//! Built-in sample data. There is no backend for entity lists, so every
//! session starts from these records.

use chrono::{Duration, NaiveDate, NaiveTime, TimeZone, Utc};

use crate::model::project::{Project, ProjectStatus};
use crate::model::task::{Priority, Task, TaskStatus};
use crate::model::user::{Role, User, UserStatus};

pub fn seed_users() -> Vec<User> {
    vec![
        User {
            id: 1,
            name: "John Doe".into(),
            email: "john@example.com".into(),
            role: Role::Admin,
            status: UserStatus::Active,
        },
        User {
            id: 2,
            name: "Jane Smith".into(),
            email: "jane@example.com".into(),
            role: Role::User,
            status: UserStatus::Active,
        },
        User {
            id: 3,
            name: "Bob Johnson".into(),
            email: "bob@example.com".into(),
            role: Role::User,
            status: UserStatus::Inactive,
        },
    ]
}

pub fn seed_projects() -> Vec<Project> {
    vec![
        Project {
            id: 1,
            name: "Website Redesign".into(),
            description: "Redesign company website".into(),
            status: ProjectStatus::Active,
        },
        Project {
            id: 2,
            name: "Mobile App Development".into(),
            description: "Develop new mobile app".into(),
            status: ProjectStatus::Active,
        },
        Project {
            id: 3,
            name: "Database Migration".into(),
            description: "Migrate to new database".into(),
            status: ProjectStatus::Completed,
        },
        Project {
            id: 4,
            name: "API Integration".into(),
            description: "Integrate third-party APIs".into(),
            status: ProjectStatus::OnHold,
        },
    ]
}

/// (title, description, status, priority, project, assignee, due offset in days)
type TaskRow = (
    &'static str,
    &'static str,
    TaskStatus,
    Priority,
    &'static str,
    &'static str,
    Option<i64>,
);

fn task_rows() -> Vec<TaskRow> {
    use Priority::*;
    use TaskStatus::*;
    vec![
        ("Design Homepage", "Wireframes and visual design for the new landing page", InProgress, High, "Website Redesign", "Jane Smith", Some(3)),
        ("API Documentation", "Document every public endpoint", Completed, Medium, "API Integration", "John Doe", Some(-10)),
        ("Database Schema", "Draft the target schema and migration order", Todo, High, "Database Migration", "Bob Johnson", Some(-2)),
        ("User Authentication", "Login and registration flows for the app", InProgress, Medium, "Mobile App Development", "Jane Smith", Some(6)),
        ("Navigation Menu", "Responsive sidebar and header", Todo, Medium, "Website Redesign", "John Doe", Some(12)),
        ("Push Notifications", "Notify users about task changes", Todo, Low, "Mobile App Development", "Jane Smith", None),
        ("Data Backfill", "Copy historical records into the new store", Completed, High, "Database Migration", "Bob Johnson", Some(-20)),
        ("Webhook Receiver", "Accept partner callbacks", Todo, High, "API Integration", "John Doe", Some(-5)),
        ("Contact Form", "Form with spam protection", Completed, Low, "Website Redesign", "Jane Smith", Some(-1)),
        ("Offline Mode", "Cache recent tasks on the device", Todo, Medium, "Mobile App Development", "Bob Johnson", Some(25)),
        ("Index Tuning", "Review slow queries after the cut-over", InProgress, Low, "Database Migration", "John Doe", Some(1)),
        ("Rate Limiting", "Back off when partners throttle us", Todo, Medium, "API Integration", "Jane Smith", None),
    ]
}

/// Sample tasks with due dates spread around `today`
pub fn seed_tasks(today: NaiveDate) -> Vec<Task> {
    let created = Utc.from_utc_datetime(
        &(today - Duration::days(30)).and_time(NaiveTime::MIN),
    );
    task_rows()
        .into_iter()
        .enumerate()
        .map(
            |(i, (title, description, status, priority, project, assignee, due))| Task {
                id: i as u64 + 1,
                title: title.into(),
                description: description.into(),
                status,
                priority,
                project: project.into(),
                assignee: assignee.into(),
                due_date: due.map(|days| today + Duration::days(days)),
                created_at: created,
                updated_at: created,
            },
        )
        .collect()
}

> [WORK REQUIRED] Please give the number of lines in the data above that include the string "Duration", and nothing else.

> [SOLUTION TO THIS TASK] 3